HCFA's HIPAA site includes links to sites that provide more general HIPAA information, general health care, mental health, and women's issues. At the bottom of the HIPAA center's home page are links titled "Administrative Simplification" and "Electronic Data Interchange (EDI)." Both links will take you to pages that provide a list of links that will yield more information about these subjects.

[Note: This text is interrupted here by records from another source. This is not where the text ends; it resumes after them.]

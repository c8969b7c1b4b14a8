// This Source Code Form is subject to the terms of the Mozilla Public
// License, v. 2.0. If a copy of the MPL was not distributed with this
// file, You can obtain one at http://mozilla.org/MPL/2.0/.

//! Tests of the whole extract, label, series cycle.

use tempfile::TempDir;

use crate::*;

#[test]
fn test_extract_label_series() {
    let tmp_dir = TempDir::new().unwrap();
    let reports = tmp_dir.path().join("reports");
    std::fs::create_dir(&reports).unwrap();
    make_reports(&reports);
    let table = tmp_dir.path().join("fits.csv");

    // A dry run doesn't write anything.
    let cmd = fitsutils()
        .args(["extract", "--dry-run", "-d"])
        .arg(&reports)
        .arg("-t")
        .arg(&table)
        .ok();
    assert!(cmd.is_ok(), "{:?}", get_cmd_output(cmd));
    assert!(!table.exists());

    let cmd = fitsutils()
        .args(["extract", "-d"])
        .arg(&reports)
        .arg("-t")
        .arg(&table)
        .ok();
    assert!(cmd.is_ok(), "{:?}", get_cmd_output(cmd));
    let contents = std::fs::read_to_string(&table).unwrap();
    let lines: Vec<&str> = contents.lines().collect();
    assert_eq!(lines.len(), 2);
    // Dates are sorted, and uJy are converted to mJy.
    assert!(lines[0].starts_with("27Jun1999,Lband,1.425,0.9,0.4,"), "{}", lines[0]);
    assert!(lines[1].starts_with("01Jul1999,Lband,"), "{}", lines[1]);
    assert!(lines[0].contains(",5,0.02,"), "{}", lines[0]);

    // Nothing is labelled yet.
    let cmd = fitsutils().arg("status").arg("-t").arg(&table).ok();
    assert!(cmd.is_ok());
    let (stdout, _) = get_cmd_output(cmd);
    assert!(stdout.contains("2 observations, 4 sources"), "{stdout}");
    assert!(stdout.contains("27Jun1999 Lband: 2 unlabelled sources"), "{stdout}");

    // Label one observation directly, and the other interactively.
    let cmd = fitsutils()
        .args(["label", "--date", "27Jun1999", "--band", "Lband", "--index", "1", "-t"])
        .arg(&table)
        .ok();
    assert!(cmd.is_ok(), "{:?}", get_cmd_output(cmd));
    let cmd = fitsutils()
        .args(["label", "-t"])
        .arg(&table)
        .write_stdin("1\n")
        .ok();
    assert!(cmd.is_ok(), "{:?}", get_cmd_output(cmd));
    let (stdout, _) = get_cmd_output(cmd);
    assert!(stdout.contains("01Jul1999 Lband (1.425 GHz):"), "{stdout}");
    assert!(!stdout.contains("27Jun1999 Lband (1.425 GHz):"), "{stdout}");

    let cmd = fitsutils().arg("status").arg("-t").arg(&table).ok();
    let (stdout, _) = get_cmd_output(cmd);
    assert!(
        stdout.contains("Every observation has exactly one main source"),
        "{stdout}"
    );

    // Re-extracting keeps the labels.
    let cmd = fitsutils()
        .args(["extract", "-d"])
        .arg(&reports)
        .arg("-t")
        .arg(&table)
        .ok();
    assert!(cmd.is_ok(), "{:?}", get_cmd_output(cmd));
    let contents = std::fs::read_to_string(&table).unwrap();
    for line in contents.lines() {
        assert!(line.ends_with(",0.02,1"), "{line}");
    }

    // The first source is 1.5 arcsec west of the main source.
    let series = tmp_dir.path().join("series.csv");
    let cmd = fitsutils()
        .args(["series", "-b", "Lband", "-q", "flux", "-t"])
        .arg(&table)
        .arg("-o")
        .arg(&series)
        .ok();
    assert!(cmd.is_ok(), "{:?}", get_cmd_output(cmd));
    assert_eq!(
        std::fs::read_to_string(&series).unwrap(),
        "date,mjd,value,err\n27Jun1999,51356,5,0.02\n01Jul1999,51360,5,0.02\n"
    );

    let cmd = fitsutils()
        .args(["series", "-b", "Lband", "-t"])
        .arg(&table)
        .arg("-o")
        .arg(&series)
        .ok();
    assert!(cmd.is_ok(), "{:?}", get_cmd_output(cmd));
    let contents = std::fs::read_to_string(&series).unwrap();
    let lines: Vec<&str> = contents.lines().collect();
    assert_eq!(lines.len(), 3);
    let fields: Vec<f64> = lines[1]
        .split(',')
        .skip(1)
        .map(|f| f.parse().unwrap())
        .collect();
    assert_eq!(fields[0], 51356.0);
    assert!((fields[1] - 1.5).abs() < 1e-6, "{}", lines[1]);
}

#[test]
fn test_unknown_band() {
    let tmp_dir = TempDir::new().unwrap();
    let reports = tmp_dir.path().join("reports");
    std::fs::create_dir(&reports).unwrap();
    make_reports(&reports);
    let table = tmp_dir.path().join("fits.csv");
    let cmd = fitsutils()
        .args(["extract", "-d"])
        .arg(&reports)
        .arg("-t")
        .arg(&table)
        .ok();
    assert!(cmd.is_ok(), "{:?}", get_cmd_output(cmd));

    let cmd = fitsutils()
        .args(["series", "-b", "Cband", "-t"])
        .arg(&table)
        .ok();
    assert!(cmd.is_err());
    let (_, stderr) = get_cmd_output(cmd);
    assert!(stderr.contains("available bands: Lband"), "{stderr}");
}
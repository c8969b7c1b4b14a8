// This Source Code Form is subject to the terms of the Mozilla Public
// License, v. 2.0. If a copy of the MPL was not distributed with this
// file, You can obtain one at http://mozilla.org/MPL/2.0/.

//! Reading whole fit-report files, and directories of them.

use std::fs::File;
use std::io::{BufRead, BufReader};
use std::path::{Path, PathBuf};

use chrono::NaiveDate;
use log::{debug, info};
use regex::Regex;

use super::{
    block::{parse_fit_block_at, FIT_BLOCK_START},
    ReadReportError,
};
use crate::{
    cli::Warn,
    types::{FitTable, ObservationEntry},
};

lazy_static::lazy_static! {
    // e.g. "XTEJ1748-288_27Jun1999_Lband_fit.txt"
    static ref DATE_BAND: Regex =
        Regex::new(r"_(?P<date>[0-9]{1,2}[A-Za-z]{3}[0-9]{4})_(?P<band>[A-Za-z]+band)").unwrap();
}

/// The format of dates in report filenames and in the persisted table, e.g.
/// "27Jun1999".
pub const DATE_FORMAT: &str = "%d%b%Y";

/// What to do when a report file in a directory can't be read.
#[derive(Debug, Clone, Copy, Default, PartialEq, Eq)]
pub enum ReadPolicy {
    /// Stop reading, and return the error.
    #[default]
    Abort,

    /// Report the error, ignore the file and keep reading the other files.
    Skip,
}

/// The result of reading a directory of reports.
#[derive(Debug, Default)]
pub struct ReportDirContents {
    pub table: FitTable,

    /// Files that couldn't be read (only populated with [ReadPolicy::Skip]).
    pub failures: Vec<(PathBuf, ReadReportError)>,
}

/// Get the observation date and band name out of a report's filename, e.g.
/// "foo_27Jun1999_Lband_bar.txt" gives 1999-06-27 and "Lband".
pub fn date_band_from_filename<P: AsRef<Path>>(
    path: P,
) -> Result<(NaiveDate, String), ReadReportError> {
    let path = path.as_ref();
    let filename = path
        .file_name()
        .map(|f| f.to_string_lossy().to_string())
        .unwrap_or_else(|| path.display().to_string());
    let caps = DATE_BAND
        .captures(&filename)
        .ok_or_else(|| ReadReportError::NoDateBandInFilename(filename.clone()))?;
    let date = NaiveDate::parse_from_str(&caps["date"], DATE_FORMAT).map_err(|_| {
        ReadReportError::BadFilenameDate {
            filename: filename.clone(),
            date: caps["date"].to_string(),
        }
    })?;
    Ok((date, caps["band"].to_string()))
}

/// Split a report into fit blocks and parse each of them, appending the
/// sources to `entry` in order. The band data of the last block read replaces
/// whatever `entry` had. Returns the number of blocks read.
pub fn parse_report<T: BufRead>(
    buf: &mut T,
    entry: &mut ObservationEntry,
) -> Result<usize, ReadReportError> {
    let mut line = String::new();
    let mut line_num: u32 = 0;
    let mut num_blocks = 0;
    // The line number of the first line of `block`, and the block's lines.
    let mut block_start: u32 = 0;
    let mut block: Vec<String> = vec![];

    while buf.read_line(&mut line)? > 0 {
        line_num += 1;
        let trimmed = line.trim();

        if trimmed.starts_with(FIT_BLOCK_START) {
            num_blocks += flush_block(&mut block, block_start, entry)?;
            block_start = line_num;
            block.push(trimmed.to_string());
        } else if !block.is_empty() {
            block.push(trimmed.to_string());
        }

        line.clear();
    }
    num_blocks += flush_block(&mut block, block_start, entry)?;

    Ok(num_blocks)
}

/// Parse a completed block (if there is one) into `entry`, and empty it.
fn flush_block(
    block: &mut Vec<String>,
    block_start: u32,
    entry: &mut ObservationEntry,
) -> Result<usize, ReadReportError> {
    if block.is_empty() {
        return Ok(0);
    }
    let (source, band) = parse_fit_block_at(block.as_slice(), block_start)?;
    entry.sources.push(source);
    entry.data = band;
    block.clear();
    Ok(1)
}

/// Read one report file into `table`, under the date and band in its
/// filename. Returns the number of sources read.
pub fn read_report_file<P: AsRef<Path>>(
    file: P,
    table: &mut FitTable,
) -> Result<usize, ReadReportError> {
    fn inner(file: &Path, table: &mut FitTable) -> Result<usize, ReadReportError> {
        let (date, band) = date_band_from_filename(file)?;
        info!("Loading fit data from {}", file.display());

        // Parse into a scratch entry so a bad file leaves `table` untouched.
        let mut entry = table.get(date, &band).cloned().unwrap_or_default();
        let num_blocks = parse_report(&mut BufReader::new(File::open(file)?), &mut entry)?;
        if num_blocks == 0 {
            format!("No fit blocks found in {}", file.display()).warn();
            return Ok(0);
        }
        debug!(
            "{}: {num_blocks} sources for {} {band}",
            file.display(),
            date.format(DATE_FORMAT)
        );
        table.insert(date, band, entry);
        Ok(num_blocks)
    }
    let file = file.as_ref();
    inner(file, table).map_err(|err| ReadReportError::InFile {
        file: file.display().to_string(),
        err: Box::new(err),
    })
}

/// Read every report file in `dir`. Files are visited in lexical order of
/// their paths; subdirectories are ignored.
pub fn read_report_dir<P: AsRef<Path>>(
    dir: P,
    policy: ReadPolicy,
) -> Result<ReportDirContents, ReadReportError> {
    let dir = dir.as_ref();
    if !dir.is_dir() {
        return Err(ReadReportError::NotADir(dir.to_path_buf()));
    }

    let mut files = vec![];
    for dir_entry in std::fs::read_dir(dir)? {
        let path = dir_entry?.path();
        if path.is_file() {
            files.push(path);
        } else {
            debug!("Ignoring {}; not a file", path.display());
        }
    }
    files.sort_unstable();

    let mut contents = ReportDirContents::default();
    for file in files {
        match read_report_file(&file, &mut contents.table) {
            Ok(_) => (),
            Err(e) if policy == ReadPolicy::Skip => {
                [
                    format!("Skipping {}", file.display()).into(),
                    e.to_string().into(),
                ]
                .warn();
                contents.failures.push((file, e));
            }
            Err(e) => return Err(e),
        }
    }

    Ok(contents)
}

The American Hospital Association also has launched a new Web page (www.aha.org/hipaa/hipaa_home.asp) designed to inform member hospitals about HIPAA.

Fatal Falls Alert

The Joint Commission on Accreditation of Healthcare Organizations' 14th Sentinel Event Alert highlights risk reduction strategies and root-cause analysis (RCA) findings related to fatal falls. The JCAHO reviewed 22 fatal falls, with 13 deaths occurring in general hospitals, six in long-term care facilities, one in a hospital behavioral health unit, one in a psychiatric hospital, and two in "non-behavioral healthcare organizations." The Alert, however, also reveals that the age of patients involved in fatal falls is more relevant than the actual setting of the sentinel event. More than half of the fatalities involved patients over the age of 80.

One-third of the cases involved falling from a bed, with others while walking, in the bathroom, or from a commode, gurney or chair. One-third of the falls were associated with "extraordinary situations," such as patients falling down stairs, laundry chutes, from upper story windows and from roofs and balconies.

In the RCA information reported to the JCAHO, more than half of the organizations identified communication issues among caregivers as the leading contributor to fatal falls. Some of the recommendations for reducing fatal falls include:

  • Install bed alarms or redesign bed alarm checks and tests
  • Install self-latching locks on utility rooms
  • Restrict window openings
  • Install alarms on exit doors
  • Add fall prevention education for patients, residents, and their families
  • Use "low beds" for those at risk for falls
Previous Sentinel Event Alerts have not only helped organizations create safer patient care environments, but also have been indications of which areas the JCAHO might concentrate on during the survey process. To read the complete Alert, go to www.jcaho.org/sentinel/sentevnt_frm.html.

Influenza Vaccine Production Reduced

The July 14 issue of the Morbidity and Mortality Weekly Report indicates that production of this year's influenza vaccine will be less than anticipated. That may lead to a substantial delay in distribution of the vaccine and possibly fewer total doses than were available last year.

The delays are related to manufacturing compliance problems at two of the four companies that manufacture the vaccine and difficulties reported in producing desired quantities of the virus used in the 2000-01 vaccine.

Last year, approximately 80 million to 85 million doses of the influenza vaccine were distributed. Total doses to be available for 2000-01 isn't yet known, but should be between 40 million and 70 million.

Because of the expected delay and possible shortage of influenza vaccine, the national Centers for Disease Control and Prevention (CDC) is recommending that implementation of organized influenza vaccination campaigns sponsored by healthcare providers and others be postponed until early to mid-November.

Vaccination of high-risk populations should proceed routinely during their regular healthcare visits with the available vaccine. Also, the CDC recommends that healthcare providers develop contingency plans in case a vaccine shortage occurs.